[Stored data entries]
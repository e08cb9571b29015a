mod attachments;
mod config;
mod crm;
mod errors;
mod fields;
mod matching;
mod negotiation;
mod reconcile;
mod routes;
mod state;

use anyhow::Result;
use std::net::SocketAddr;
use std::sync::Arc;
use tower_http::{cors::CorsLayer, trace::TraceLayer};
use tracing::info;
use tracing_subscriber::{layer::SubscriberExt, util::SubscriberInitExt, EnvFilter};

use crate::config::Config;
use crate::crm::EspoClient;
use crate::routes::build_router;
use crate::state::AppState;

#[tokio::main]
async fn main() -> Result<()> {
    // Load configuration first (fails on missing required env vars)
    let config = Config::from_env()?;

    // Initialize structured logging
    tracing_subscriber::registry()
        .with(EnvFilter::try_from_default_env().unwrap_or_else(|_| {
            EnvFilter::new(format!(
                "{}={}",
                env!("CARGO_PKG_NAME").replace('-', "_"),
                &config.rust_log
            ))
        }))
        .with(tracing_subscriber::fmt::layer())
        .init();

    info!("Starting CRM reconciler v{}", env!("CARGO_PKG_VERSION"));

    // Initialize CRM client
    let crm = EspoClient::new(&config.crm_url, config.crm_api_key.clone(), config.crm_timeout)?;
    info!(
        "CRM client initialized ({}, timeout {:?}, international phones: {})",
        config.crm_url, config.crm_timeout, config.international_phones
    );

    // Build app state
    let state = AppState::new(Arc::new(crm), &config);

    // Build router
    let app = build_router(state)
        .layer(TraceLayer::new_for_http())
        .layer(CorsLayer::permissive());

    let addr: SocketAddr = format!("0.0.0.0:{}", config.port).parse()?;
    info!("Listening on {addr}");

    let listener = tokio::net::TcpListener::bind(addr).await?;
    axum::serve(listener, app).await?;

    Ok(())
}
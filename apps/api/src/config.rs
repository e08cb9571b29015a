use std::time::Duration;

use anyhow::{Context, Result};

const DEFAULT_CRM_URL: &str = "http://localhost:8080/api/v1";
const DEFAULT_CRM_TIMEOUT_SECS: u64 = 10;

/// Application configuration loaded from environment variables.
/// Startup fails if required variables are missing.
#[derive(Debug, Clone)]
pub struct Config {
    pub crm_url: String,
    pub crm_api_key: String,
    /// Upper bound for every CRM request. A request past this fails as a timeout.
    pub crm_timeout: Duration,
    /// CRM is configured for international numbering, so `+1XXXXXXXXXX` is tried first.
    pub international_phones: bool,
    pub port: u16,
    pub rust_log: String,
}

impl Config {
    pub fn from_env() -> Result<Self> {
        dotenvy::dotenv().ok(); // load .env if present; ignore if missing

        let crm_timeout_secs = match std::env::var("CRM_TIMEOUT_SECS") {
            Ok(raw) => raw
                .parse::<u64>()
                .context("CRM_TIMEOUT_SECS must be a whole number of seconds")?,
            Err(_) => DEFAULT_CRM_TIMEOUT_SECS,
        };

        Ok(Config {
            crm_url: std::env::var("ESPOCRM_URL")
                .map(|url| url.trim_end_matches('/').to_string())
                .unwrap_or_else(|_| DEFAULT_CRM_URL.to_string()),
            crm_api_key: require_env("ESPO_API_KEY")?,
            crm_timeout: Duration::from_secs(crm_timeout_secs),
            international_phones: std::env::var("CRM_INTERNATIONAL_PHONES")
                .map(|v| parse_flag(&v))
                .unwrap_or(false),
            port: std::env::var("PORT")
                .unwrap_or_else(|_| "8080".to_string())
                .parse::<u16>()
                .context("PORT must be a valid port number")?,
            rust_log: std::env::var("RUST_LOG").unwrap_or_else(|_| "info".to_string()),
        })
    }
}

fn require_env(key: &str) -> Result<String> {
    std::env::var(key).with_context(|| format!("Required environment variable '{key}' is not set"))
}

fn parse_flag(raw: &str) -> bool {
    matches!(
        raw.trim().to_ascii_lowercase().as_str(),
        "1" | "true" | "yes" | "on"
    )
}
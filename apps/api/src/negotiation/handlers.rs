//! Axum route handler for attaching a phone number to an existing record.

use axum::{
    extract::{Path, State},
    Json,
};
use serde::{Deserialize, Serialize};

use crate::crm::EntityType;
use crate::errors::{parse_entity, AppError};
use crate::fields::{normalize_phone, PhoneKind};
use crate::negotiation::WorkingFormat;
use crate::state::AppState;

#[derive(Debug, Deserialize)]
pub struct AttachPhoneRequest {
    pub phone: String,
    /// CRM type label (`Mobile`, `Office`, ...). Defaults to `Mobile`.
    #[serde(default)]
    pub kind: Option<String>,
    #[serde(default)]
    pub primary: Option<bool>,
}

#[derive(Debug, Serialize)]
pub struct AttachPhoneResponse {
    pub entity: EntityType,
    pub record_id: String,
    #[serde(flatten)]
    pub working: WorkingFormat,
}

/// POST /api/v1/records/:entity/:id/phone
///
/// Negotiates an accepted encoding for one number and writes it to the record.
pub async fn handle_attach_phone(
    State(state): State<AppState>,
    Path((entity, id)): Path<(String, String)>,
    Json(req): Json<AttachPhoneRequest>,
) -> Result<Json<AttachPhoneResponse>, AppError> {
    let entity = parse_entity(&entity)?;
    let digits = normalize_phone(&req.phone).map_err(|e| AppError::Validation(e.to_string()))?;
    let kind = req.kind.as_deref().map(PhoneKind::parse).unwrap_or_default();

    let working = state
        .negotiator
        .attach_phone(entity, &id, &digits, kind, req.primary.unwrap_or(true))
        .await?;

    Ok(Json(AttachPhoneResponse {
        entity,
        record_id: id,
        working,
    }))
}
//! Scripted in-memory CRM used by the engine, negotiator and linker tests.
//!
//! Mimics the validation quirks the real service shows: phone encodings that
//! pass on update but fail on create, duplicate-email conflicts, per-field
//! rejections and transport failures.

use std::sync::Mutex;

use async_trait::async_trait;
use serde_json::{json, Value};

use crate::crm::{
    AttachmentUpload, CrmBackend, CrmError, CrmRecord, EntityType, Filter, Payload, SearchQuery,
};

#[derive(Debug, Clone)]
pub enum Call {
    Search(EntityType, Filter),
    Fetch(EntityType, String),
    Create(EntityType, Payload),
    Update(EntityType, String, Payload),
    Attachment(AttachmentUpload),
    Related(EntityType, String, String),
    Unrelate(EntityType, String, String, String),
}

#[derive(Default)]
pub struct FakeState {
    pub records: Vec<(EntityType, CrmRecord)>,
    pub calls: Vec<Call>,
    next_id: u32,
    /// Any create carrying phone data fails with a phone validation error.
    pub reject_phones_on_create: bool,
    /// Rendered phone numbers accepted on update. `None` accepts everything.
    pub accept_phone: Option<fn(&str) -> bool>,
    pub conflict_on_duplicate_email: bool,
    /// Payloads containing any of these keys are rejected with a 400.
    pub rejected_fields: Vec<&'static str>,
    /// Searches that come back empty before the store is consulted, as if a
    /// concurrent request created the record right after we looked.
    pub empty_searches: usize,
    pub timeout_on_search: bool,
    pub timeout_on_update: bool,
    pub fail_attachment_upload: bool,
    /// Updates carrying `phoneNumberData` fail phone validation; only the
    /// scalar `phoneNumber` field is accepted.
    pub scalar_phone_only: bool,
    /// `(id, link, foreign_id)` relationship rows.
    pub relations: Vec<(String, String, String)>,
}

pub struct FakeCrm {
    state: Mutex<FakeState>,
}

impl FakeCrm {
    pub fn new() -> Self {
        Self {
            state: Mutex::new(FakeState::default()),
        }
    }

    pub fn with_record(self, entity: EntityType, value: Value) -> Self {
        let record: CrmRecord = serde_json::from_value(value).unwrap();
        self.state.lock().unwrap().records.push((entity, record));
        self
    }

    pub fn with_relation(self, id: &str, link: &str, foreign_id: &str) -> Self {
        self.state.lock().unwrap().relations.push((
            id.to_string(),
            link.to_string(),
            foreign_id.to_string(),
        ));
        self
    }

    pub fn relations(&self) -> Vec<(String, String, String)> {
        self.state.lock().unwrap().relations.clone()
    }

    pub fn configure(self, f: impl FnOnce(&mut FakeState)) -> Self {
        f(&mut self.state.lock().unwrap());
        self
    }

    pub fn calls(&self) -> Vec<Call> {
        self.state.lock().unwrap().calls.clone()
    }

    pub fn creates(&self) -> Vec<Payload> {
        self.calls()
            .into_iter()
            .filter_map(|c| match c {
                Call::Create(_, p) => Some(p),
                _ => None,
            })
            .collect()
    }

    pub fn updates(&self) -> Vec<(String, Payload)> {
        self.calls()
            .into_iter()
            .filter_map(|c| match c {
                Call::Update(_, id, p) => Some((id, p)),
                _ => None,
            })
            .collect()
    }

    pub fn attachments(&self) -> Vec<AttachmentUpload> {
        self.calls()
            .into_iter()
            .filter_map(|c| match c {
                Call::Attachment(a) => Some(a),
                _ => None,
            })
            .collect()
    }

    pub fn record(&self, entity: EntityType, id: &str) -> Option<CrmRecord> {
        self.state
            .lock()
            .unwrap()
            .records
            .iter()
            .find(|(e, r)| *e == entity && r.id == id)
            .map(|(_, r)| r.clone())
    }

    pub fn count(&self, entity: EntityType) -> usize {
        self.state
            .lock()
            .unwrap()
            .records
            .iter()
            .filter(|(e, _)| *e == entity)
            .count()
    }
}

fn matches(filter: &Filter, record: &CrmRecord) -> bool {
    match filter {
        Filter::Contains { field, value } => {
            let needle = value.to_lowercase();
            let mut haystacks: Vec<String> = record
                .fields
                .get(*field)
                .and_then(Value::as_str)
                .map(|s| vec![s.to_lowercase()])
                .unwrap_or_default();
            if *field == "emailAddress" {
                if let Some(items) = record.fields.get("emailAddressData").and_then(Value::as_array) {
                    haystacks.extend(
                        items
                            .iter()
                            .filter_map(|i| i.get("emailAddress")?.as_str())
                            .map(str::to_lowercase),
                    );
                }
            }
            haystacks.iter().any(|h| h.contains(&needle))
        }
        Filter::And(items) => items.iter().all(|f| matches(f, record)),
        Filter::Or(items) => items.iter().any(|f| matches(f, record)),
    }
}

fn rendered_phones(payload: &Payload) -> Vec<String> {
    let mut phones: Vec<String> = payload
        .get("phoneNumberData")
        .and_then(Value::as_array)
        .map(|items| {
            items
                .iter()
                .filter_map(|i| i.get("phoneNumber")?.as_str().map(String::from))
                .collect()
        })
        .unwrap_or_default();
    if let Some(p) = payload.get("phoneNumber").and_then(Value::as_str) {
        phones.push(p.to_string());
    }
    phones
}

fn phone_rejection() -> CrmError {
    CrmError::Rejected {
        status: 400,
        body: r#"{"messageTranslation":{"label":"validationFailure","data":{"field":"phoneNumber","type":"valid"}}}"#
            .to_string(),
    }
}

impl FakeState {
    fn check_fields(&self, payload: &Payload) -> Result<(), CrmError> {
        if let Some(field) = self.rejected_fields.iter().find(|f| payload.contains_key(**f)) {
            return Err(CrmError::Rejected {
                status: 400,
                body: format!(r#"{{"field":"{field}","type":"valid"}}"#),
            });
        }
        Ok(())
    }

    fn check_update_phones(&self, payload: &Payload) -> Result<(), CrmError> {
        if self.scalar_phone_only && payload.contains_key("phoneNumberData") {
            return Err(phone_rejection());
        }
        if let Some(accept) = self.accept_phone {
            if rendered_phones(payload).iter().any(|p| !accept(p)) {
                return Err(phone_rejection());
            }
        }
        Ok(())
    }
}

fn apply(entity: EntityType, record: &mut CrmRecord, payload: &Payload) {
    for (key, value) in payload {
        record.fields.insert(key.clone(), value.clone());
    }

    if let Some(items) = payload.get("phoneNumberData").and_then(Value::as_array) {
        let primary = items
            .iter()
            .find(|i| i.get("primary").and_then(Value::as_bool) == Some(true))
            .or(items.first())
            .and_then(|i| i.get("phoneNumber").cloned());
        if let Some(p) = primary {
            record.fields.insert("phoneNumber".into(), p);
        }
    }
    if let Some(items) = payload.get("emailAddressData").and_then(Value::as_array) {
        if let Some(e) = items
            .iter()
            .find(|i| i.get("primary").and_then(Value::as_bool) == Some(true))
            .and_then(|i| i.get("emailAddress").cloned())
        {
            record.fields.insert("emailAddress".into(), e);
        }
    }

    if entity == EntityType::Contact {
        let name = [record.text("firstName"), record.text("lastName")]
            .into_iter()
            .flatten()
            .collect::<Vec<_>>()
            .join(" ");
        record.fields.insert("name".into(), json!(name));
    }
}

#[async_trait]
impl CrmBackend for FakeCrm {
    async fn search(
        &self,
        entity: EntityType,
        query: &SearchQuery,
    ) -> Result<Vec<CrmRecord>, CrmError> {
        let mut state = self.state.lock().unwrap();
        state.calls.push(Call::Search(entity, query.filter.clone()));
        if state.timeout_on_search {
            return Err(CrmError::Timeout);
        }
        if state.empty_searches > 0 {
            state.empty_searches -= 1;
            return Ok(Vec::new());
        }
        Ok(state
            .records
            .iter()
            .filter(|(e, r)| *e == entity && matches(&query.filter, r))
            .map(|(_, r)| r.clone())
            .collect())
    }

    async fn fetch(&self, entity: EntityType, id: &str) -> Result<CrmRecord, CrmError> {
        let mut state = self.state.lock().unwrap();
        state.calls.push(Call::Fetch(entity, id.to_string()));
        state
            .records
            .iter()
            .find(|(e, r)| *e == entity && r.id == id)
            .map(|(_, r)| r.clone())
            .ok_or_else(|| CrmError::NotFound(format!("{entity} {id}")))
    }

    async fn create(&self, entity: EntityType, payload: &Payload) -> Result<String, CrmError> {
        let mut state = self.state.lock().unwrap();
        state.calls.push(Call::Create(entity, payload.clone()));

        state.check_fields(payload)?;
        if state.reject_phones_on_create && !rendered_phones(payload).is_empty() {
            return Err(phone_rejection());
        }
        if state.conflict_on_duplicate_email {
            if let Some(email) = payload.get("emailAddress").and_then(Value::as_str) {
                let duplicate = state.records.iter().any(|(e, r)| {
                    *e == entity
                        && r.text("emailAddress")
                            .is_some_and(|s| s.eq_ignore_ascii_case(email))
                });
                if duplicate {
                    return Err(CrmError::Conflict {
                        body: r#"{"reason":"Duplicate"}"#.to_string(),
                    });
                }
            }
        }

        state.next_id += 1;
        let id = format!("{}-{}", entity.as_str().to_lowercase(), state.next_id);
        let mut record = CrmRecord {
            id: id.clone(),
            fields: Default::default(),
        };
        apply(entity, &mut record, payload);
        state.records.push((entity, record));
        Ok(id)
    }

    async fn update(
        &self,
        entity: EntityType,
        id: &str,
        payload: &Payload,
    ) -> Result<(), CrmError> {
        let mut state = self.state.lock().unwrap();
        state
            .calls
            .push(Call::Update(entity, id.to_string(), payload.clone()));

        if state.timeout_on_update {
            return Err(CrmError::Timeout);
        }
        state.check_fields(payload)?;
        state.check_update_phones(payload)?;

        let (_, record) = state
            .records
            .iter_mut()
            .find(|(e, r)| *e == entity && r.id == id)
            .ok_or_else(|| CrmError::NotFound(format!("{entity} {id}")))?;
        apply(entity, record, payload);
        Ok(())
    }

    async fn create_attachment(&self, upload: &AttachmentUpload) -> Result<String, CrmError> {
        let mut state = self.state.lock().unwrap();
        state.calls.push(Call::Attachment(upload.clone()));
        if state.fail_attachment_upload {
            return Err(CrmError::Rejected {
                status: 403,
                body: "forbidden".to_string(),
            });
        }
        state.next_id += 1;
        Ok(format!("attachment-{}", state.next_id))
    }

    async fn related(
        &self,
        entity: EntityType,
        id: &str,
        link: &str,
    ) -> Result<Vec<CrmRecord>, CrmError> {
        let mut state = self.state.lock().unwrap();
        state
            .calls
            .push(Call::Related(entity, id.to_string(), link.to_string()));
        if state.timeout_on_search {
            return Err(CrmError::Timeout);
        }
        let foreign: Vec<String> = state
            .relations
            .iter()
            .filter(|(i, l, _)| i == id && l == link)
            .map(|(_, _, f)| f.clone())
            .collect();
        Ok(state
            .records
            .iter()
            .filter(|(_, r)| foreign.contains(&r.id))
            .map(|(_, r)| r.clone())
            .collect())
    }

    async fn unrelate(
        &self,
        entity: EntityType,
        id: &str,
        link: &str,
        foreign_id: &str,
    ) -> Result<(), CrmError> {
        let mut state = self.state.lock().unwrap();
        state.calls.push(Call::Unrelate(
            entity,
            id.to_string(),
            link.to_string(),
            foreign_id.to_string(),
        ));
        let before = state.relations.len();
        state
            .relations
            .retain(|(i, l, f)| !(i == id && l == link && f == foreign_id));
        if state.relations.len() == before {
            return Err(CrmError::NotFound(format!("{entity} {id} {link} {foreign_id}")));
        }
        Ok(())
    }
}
---
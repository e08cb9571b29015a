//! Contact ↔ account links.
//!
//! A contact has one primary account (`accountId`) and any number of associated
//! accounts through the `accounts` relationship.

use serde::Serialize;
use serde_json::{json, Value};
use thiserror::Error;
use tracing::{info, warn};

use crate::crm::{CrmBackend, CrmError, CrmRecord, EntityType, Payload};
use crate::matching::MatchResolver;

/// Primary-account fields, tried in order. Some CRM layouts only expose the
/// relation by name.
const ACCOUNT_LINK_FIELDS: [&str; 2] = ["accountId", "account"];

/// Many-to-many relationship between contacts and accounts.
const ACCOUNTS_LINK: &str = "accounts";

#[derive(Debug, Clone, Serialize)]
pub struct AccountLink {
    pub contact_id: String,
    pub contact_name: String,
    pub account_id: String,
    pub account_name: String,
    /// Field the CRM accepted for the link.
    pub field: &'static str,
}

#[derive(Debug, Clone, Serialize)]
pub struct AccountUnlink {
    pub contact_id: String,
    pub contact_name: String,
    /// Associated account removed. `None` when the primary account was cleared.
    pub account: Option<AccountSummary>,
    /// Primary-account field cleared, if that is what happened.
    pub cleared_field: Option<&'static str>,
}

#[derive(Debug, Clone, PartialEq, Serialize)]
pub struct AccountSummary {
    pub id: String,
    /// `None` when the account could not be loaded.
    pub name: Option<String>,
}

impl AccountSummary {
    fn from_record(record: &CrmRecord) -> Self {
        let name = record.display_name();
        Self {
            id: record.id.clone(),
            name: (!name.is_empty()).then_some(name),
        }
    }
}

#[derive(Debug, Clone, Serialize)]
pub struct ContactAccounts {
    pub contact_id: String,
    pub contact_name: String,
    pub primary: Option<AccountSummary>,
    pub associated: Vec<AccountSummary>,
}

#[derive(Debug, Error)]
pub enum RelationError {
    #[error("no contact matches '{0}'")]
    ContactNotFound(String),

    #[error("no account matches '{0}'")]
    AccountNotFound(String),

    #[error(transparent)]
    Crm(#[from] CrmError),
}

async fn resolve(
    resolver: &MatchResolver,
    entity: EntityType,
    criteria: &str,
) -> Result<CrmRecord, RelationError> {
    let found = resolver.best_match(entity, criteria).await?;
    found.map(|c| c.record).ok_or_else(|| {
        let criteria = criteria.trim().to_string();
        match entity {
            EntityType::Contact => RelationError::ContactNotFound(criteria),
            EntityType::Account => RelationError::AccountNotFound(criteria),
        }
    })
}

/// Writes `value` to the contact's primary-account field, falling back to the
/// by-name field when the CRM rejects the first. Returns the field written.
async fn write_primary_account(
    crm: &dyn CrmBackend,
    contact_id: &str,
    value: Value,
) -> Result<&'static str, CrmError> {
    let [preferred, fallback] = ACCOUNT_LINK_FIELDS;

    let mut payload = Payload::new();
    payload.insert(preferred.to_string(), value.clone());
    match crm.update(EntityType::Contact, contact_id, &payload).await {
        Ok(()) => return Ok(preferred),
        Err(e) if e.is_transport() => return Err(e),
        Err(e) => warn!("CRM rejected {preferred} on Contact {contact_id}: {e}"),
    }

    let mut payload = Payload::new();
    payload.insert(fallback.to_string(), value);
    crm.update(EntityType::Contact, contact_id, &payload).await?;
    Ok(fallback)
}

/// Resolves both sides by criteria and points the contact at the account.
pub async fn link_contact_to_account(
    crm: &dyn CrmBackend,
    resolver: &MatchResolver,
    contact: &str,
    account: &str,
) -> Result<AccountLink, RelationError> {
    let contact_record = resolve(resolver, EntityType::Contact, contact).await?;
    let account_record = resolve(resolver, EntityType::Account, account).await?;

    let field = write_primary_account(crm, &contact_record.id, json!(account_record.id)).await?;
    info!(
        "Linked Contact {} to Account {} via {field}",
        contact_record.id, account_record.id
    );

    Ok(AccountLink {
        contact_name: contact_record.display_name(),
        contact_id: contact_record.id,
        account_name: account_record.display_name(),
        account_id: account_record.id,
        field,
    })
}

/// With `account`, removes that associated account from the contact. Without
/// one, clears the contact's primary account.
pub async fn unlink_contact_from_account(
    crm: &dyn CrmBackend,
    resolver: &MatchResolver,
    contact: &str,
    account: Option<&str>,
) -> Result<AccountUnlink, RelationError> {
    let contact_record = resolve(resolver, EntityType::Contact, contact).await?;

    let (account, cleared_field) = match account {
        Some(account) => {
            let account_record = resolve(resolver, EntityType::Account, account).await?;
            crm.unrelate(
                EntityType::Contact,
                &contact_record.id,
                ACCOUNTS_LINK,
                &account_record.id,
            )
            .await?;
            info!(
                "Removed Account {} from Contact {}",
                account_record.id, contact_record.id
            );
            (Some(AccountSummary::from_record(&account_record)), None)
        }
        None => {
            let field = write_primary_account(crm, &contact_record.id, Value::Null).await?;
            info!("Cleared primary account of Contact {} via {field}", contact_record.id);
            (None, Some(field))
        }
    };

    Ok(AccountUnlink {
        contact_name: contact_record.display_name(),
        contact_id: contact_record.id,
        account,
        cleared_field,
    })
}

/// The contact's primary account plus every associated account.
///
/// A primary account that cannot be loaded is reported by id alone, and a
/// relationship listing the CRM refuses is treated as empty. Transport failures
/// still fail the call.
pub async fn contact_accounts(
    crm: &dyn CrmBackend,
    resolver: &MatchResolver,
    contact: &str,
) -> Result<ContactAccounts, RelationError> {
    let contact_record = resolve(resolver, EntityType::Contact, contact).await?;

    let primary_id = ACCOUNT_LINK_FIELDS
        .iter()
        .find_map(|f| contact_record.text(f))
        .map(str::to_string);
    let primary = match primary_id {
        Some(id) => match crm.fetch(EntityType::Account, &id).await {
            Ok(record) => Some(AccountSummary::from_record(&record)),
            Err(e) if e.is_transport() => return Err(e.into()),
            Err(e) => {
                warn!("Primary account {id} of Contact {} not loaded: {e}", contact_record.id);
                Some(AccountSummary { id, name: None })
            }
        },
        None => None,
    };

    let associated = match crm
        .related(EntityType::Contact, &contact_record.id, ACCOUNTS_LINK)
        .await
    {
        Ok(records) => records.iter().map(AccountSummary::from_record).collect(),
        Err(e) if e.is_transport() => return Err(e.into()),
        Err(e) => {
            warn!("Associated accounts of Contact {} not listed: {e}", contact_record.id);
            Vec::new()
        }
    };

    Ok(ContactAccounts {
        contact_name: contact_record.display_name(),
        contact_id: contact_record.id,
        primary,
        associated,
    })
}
---
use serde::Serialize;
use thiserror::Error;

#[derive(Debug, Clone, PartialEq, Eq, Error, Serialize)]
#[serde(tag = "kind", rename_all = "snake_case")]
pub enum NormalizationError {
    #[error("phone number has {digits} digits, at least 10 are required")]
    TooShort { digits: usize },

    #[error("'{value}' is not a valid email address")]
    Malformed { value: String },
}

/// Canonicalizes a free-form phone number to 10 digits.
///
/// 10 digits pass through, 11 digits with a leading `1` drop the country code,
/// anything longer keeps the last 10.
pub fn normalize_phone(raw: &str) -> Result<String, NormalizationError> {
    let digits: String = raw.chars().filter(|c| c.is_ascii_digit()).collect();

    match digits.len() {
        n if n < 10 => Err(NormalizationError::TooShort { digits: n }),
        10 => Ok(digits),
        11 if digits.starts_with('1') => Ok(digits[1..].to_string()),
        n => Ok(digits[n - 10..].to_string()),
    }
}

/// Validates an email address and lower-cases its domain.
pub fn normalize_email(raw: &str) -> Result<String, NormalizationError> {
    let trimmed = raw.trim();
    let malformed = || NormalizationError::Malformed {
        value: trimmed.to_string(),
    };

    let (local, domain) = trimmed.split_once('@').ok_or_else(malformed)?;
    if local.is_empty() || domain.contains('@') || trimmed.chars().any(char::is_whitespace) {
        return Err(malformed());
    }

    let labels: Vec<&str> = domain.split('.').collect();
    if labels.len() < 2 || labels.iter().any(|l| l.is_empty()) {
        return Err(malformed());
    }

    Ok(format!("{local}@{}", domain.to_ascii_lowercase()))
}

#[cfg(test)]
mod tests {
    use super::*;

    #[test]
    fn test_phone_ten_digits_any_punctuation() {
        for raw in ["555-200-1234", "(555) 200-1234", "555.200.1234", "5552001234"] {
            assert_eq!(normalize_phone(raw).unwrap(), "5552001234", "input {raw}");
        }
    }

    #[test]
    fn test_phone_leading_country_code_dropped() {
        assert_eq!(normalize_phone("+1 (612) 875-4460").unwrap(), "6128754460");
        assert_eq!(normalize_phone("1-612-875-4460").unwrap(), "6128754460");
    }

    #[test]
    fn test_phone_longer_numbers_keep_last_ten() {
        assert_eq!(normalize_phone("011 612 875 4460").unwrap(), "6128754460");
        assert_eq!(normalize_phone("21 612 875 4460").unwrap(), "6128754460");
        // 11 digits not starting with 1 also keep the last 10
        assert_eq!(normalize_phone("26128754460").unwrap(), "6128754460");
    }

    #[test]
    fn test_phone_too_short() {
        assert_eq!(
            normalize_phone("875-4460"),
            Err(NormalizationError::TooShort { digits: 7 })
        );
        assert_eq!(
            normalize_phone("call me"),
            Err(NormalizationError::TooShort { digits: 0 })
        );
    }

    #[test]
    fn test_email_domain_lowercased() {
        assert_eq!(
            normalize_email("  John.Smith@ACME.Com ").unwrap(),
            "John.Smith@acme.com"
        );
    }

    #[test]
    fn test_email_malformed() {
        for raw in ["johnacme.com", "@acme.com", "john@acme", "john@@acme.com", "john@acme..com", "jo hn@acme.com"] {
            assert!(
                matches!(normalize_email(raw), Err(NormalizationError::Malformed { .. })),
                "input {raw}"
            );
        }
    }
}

TASK TO CARRY OUT >>
Above are records; repeat only the lines starting at the line with "-> Result<ContactAccounts, RelationError>" and ending at the line with "let primary = match", exactly as they appear, both included.

ANSWER FOR THE TASK >>
) -> Result<ContactAccounts, RelationError> {
    let contact_record = resolve(resolver, EntityType::Contact, contact).await?;

    let primary_id = ACCOUNT_LINK_FIELDS
        .iter()
        .find_map(|f| contact_record.text(f))
        .map(str::to_string);
    let primary = match primary_id {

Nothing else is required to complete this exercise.